The task:
Check every line below for the word "days" and show those that hold it.

Source material:
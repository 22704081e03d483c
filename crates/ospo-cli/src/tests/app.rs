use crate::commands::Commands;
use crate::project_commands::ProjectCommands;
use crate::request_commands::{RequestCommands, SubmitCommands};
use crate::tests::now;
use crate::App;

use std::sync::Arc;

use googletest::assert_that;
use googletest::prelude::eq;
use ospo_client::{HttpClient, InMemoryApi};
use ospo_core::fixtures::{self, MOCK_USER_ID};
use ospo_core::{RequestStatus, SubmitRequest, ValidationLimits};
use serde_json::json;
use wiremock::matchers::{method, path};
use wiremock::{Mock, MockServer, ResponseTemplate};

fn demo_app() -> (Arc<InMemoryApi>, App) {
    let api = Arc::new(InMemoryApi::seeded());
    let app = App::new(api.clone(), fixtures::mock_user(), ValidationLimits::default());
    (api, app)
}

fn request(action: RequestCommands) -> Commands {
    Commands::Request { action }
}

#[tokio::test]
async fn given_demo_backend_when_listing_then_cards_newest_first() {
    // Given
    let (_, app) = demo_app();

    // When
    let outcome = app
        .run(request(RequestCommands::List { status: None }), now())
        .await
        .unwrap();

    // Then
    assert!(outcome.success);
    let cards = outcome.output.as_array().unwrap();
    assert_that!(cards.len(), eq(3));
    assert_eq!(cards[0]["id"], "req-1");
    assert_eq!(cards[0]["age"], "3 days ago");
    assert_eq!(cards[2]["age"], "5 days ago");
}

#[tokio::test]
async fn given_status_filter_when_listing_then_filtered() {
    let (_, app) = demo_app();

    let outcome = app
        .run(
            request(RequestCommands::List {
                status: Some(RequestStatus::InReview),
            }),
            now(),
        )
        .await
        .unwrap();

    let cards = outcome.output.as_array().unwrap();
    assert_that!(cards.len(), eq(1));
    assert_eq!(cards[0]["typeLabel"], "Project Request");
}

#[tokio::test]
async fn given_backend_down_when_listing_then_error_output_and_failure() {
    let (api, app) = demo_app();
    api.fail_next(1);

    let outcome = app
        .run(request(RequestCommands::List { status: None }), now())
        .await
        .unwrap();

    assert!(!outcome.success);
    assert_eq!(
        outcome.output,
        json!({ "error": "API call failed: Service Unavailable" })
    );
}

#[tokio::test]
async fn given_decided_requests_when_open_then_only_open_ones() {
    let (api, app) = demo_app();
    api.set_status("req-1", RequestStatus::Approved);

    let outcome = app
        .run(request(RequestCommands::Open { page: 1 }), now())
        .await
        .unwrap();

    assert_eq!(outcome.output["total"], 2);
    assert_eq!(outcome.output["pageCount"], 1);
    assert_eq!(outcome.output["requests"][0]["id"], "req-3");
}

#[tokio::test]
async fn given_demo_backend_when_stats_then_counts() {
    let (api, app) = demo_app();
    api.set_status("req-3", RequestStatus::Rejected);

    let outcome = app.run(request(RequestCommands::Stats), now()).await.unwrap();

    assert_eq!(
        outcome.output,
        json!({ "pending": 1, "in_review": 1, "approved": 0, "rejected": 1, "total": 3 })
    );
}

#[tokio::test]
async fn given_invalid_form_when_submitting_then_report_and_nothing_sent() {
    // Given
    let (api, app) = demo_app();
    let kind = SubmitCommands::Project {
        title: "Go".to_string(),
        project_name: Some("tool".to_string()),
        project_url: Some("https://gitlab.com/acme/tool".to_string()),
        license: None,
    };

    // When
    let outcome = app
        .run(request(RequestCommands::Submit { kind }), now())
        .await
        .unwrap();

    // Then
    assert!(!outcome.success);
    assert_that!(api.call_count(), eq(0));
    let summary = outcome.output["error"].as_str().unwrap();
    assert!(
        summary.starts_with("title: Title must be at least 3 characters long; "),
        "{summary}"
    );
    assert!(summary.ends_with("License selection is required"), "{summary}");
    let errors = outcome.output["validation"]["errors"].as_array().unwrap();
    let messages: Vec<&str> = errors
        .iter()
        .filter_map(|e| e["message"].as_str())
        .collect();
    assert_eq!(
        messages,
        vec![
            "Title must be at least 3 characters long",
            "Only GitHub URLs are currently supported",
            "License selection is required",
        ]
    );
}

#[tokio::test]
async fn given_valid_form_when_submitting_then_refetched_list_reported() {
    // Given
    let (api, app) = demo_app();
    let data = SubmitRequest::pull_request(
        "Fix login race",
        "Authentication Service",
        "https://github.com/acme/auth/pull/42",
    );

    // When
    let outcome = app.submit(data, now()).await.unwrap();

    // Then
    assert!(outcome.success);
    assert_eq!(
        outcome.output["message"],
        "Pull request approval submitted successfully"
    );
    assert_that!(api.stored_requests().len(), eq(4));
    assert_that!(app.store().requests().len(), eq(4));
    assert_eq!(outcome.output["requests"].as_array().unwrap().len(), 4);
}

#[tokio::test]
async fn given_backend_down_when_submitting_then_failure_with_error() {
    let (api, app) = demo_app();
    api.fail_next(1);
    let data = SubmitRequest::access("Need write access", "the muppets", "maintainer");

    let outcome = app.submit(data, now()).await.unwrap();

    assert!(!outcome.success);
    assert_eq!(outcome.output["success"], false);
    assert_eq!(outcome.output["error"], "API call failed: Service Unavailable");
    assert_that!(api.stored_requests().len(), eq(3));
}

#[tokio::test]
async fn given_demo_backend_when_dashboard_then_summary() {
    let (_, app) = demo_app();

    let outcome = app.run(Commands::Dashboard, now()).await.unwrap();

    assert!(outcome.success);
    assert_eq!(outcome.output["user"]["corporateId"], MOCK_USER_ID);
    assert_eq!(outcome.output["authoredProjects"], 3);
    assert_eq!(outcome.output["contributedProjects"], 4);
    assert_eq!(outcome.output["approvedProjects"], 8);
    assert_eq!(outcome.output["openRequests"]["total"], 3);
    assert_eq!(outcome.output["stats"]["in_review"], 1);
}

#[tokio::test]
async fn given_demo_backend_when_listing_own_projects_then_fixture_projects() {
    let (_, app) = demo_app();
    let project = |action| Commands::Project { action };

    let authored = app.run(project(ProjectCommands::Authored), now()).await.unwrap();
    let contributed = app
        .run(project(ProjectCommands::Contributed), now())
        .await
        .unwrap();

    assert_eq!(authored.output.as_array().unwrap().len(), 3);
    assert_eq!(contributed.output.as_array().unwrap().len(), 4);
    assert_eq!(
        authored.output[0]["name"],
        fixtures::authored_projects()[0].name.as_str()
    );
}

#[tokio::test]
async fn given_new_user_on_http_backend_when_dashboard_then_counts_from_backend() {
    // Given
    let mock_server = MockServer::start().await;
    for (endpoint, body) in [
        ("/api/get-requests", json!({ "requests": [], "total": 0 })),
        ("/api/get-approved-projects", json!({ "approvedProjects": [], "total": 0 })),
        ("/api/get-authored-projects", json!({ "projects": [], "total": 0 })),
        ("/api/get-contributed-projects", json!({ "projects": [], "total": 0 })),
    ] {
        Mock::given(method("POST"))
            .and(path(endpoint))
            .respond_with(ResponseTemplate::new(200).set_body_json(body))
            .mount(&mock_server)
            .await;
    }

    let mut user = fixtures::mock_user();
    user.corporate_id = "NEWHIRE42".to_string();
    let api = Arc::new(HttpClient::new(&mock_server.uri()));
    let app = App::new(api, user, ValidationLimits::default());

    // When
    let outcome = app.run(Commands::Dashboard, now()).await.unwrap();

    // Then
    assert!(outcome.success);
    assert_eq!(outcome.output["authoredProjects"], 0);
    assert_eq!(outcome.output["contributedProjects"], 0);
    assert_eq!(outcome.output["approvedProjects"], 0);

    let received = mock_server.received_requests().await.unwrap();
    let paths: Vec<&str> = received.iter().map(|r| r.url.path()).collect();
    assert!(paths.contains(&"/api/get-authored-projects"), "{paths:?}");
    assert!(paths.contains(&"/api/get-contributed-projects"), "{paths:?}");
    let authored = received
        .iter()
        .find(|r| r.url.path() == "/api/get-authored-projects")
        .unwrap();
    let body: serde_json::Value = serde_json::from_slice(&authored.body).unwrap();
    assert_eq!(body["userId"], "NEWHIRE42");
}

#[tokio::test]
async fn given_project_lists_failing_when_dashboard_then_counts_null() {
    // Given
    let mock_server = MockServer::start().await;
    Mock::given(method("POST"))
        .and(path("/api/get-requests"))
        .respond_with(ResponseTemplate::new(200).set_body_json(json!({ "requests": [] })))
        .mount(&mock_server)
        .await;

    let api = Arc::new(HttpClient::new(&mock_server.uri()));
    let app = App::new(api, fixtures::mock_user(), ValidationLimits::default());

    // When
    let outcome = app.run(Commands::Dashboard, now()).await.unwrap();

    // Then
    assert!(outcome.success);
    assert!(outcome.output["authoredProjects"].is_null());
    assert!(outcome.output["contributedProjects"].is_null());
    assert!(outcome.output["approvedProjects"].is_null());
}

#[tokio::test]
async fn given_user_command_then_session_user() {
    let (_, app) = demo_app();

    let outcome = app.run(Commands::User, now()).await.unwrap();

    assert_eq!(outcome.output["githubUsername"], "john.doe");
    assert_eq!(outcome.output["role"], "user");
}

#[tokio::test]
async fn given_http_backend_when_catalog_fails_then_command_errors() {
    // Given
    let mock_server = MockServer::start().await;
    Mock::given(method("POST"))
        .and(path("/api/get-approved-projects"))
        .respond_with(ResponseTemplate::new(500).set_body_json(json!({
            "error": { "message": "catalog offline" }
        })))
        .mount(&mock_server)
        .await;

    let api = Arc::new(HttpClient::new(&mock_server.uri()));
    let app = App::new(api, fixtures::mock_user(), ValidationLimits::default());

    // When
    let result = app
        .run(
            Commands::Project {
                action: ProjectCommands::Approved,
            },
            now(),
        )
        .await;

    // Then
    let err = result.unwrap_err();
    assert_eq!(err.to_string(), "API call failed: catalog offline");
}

Response to this task:
    assert_eq!(cards[0]["age"], "3 days ago");
    assert_eq!(cards[2]["age"], "5 days ago");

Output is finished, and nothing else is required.